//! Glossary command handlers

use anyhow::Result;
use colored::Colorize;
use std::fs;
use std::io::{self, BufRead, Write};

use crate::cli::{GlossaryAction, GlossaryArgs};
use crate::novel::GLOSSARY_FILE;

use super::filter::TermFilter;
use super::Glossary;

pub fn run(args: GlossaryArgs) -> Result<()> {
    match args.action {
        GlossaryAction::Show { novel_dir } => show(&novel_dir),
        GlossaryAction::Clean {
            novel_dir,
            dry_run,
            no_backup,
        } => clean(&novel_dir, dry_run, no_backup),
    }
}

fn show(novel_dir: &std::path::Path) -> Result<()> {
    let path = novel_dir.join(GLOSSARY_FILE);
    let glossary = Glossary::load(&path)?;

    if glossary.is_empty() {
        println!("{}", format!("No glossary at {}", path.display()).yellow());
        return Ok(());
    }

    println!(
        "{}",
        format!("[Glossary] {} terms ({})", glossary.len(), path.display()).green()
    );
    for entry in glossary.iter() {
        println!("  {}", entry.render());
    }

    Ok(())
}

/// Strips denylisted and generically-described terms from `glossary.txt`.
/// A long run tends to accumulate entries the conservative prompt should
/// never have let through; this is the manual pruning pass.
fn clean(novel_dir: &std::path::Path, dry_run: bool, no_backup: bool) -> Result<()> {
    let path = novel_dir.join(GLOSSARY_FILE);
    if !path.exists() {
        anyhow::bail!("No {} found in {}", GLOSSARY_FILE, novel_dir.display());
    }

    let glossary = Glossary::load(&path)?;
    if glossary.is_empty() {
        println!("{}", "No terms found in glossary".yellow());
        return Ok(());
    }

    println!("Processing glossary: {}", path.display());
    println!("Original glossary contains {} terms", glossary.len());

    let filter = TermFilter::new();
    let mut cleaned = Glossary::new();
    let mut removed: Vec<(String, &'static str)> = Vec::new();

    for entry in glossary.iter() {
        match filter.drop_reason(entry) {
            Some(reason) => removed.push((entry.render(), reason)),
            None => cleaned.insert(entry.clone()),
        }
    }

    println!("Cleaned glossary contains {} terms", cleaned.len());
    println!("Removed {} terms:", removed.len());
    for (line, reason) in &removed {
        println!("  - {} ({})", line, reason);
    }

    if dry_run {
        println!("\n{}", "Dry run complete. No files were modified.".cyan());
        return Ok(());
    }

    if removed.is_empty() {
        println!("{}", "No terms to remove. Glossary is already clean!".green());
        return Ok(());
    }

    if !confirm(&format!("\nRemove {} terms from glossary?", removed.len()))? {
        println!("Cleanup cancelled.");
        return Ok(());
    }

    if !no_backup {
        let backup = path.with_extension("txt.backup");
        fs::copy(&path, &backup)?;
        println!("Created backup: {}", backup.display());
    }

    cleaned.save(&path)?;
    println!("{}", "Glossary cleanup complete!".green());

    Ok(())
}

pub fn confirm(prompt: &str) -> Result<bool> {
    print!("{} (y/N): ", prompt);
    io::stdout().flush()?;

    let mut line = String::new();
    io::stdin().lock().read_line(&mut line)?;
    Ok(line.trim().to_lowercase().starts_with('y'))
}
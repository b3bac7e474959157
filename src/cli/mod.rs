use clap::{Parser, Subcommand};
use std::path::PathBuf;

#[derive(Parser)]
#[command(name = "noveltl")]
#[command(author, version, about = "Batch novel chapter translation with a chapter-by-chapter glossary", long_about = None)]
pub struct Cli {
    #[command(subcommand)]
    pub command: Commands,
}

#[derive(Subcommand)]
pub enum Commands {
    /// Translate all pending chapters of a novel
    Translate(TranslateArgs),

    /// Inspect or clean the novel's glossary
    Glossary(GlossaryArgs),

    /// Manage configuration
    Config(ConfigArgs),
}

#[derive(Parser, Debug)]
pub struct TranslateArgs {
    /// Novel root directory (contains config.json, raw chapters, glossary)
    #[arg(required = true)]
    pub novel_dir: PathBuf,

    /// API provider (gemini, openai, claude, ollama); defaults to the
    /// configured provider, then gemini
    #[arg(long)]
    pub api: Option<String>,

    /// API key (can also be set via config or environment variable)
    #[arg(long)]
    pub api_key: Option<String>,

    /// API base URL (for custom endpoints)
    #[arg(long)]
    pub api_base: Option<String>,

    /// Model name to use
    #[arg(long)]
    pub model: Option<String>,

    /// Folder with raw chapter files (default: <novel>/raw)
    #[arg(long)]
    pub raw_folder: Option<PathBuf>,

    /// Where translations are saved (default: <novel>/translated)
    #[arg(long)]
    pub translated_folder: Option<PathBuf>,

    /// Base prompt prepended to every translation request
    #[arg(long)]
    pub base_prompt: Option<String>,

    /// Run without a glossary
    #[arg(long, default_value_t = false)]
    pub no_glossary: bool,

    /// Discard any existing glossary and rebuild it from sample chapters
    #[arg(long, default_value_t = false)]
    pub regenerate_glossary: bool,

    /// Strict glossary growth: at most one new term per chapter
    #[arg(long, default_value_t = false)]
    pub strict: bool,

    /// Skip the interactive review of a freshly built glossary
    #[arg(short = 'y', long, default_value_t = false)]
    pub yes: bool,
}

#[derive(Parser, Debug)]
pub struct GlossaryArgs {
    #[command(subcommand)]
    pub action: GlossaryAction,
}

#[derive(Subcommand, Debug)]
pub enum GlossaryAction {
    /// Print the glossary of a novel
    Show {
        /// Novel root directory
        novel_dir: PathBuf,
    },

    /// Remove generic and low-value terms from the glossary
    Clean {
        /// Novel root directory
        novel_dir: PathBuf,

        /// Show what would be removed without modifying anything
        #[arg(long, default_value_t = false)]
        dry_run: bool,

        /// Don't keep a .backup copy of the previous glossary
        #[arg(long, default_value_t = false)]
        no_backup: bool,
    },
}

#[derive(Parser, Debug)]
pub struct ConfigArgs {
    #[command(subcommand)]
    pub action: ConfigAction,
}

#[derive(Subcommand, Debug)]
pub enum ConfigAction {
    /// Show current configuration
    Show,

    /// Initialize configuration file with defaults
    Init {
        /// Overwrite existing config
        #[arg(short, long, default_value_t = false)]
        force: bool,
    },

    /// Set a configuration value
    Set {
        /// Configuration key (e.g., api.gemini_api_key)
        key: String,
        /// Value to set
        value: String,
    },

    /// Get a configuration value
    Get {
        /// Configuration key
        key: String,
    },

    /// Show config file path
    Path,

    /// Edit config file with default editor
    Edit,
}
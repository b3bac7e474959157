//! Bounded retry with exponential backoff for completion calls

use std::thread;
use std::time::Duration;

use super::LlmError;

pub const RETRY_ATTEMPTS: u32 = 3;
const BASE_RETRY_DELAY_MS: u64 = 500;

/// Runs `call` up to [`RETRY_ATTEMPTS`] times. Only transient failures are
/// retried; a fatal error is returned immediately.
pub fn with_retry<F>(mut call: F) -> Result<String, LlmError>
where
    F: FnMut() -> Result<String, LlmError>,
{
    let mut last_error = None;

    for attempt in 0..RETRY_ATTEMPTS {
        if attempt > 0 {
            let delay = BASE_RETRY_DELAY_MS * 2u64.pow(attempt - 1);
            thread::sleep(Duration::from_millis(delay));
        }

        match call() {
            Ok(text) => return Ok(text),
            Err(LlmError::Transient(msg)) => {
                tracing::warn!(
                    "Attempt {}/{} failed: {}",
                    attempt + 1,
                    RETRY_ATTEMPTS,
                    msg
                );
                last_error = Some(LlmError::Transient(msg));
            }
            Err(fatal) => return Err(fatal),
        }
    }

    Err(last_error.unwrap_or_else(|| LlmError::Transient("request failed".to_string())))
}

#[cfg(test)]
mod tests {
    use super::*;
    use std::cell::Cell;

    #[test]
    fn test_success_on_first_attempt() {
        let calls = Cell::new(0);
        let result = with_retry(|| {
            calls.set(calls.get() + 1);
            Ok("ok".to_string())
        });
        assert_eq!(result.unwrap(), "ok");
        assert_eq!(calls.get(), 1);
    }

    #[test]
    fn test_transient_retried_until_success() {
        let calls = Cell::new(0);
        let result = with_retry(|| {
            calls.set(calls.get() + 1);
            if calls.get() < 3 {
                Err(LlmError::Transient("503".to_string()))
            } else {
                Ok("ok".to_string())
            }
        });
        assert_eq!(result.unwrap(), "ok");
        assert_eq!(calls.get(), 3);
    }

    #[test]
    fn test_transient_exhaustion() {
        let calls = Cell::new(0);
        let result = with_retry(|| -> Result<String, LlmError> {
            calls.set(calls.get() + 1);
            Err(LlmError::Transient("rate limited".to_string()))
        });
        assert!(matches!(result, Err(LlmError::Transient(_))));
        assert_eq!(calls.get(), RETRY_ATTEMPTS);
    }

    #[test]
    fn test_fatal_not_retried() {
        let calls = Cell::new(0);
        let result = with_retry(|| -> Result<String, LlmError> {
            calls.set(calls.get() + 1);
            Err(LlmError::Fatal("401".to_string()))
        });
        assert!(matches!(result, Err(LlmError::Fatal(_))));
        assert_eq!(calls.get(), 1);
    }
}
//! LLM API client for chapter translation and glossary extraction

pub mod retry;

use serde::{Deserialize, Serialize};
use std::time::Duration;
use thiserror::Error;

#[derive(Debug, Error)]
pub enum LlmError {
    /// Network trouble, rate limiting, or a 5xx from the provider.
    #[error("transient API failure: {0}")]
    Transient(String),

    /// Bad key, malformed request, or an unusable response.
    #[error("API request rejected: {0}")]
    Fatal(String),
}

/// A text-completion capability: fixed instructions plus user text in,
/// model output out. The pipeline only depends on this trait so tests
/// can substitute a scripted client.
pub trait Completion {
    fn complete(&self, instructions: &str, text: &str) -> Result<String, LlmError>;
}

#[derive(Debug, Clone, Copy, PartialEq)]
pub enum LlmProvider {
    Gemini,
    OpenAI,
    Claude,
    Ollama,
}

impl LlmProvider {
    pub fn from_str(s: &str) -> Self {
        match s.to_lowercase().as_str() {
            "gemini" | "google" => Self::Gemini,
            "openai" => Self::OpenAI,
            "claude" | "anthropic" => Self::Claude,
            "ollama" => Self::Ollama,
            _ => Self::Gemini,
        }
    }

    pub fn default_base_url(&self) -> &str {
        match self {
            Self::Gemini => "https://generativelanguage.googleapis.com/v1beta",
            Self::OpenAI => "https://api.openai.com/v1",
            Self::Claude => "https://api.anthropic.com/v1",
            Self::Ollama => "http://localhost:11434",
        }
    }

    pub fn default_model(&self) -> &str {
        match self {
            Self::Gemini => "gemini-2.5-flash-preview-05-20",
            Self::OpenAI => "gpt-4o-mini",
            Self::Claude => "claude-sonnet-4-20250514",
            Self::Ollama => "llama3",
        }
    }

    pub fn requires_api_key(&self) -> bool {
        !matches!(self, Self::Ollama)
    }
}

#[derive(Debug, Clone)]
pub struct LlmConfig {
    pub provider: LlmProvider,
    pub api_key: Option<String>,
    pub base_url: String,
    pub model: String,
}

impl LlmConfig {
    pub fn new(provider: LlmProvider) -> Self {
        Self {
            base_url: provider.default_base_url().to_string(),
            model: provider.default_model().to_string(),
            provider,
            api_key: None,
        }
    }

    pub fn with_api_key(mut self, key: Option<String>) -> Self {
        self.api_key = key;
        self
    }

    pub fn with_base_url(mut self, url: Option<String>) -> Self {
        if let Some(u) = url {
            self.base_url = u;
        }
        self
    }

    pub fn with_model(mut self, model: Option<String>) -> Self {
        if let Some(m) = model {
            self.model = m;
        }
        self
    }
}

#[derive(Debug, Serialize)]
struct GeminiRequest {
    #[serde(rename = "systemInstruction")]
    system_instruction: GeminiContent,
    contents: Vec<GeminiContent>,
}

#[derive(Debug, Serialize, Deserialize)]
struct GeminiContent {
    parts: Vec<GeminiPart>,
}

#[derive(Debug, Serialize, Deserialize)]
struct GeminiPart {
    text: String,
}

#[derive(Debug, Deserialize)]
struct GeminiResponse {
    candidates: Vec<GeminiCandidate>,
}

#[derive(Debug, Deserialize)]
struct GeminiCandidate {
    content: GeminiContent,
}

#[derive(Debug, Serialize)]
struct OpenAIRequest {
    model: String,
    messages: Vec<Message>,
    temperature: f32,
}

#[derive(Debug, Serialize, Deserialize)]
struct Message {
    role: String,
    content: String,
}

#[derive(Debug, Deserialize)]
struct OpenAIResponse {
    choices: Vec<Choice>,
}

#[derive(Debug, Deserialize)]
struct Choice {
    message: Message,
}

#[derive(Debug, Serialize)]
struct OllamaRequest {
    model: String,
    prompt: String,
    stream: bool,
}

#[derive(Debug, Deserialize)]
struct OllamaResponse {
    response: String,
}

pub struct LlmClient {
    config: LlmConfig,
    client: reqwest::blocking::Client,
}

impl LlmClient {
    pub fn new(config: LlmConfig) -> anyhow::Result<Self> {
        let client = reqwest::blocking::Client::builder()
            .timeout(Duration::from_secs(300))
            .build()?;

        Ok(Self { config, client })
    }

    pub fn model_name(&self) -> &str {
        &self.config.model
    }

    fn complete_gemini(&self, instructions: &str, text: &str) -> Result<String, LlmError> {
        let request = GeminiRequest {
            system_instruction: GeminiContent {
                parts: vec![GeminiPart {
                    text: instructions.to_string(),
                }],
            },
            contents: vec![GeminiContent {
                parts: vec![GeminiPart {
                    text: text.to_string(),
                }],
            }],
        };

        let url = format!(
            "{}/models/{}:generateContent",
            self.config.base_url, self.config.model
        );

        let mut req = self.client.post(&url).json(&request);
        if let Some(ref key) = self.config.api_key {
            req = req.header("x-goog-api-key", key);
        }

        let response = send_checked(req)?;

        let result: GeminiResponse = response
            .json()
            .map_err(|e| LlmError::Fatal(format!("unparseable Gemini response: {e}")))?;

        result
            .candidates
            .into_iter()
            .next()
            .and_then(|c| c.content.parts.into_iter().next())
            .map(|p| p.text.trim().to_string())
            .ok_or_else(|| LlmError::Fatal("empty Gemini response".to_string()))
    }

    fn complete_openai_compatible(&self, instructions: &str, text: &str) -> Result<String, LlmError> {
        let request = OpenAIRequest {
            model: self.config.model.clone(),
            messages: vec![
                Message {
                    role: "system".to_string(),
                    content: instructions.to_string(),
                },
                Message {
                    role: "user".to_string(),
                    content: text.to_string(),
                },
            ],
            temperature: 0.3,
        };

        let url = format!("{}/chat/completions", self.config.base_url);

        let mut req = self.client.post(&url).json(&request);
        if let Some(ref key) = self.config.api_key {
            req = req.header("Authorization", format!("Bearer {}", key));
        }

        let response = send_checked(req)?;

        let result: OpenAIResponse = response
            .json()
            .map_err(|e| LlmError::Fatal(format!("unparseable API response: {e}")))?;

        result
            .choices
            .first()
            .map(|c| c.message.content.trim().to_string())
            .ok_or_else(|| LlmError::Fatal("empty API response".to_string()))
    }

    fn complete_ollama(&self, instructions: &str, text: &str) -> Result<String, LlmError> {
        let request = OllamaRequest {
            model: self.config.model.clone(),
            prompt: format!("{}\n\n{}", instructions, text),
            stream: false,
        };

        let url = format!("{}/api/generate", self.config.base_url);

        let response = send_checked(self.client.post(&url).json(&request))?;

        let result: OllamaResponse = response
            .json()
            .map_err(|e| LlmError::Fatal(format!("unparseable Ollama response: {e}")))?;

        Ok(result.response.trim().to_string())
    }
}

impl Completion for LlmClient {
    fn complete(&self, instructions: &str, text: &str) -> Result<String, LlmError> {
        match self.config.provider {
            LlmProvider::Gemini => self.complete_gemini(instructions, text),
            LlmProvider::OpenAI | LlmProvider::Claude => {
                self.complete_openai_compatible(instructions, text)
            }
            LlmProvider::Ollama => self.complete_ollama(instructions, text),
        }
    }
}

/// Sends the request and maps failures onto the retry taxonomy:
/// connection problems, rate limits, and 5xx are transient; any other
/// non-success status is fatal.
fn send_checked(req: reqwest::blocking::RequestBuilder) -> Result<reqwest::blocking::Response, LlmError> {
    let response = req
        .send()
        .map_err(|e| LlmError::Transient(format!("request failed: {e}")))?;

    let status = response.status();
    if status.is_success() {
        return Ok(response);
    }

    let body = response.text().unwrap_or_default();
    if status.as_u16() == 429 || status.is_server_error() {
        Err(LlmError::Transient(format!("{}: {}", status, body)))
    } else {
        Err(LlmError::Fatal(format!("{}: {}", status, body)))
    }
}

§

*Action item*: Which of the lines above carry the string "candidates"? Copy every one.

*Answer to the problem*:
    candidates: Vec<GeminiCandidate>,
            .candidates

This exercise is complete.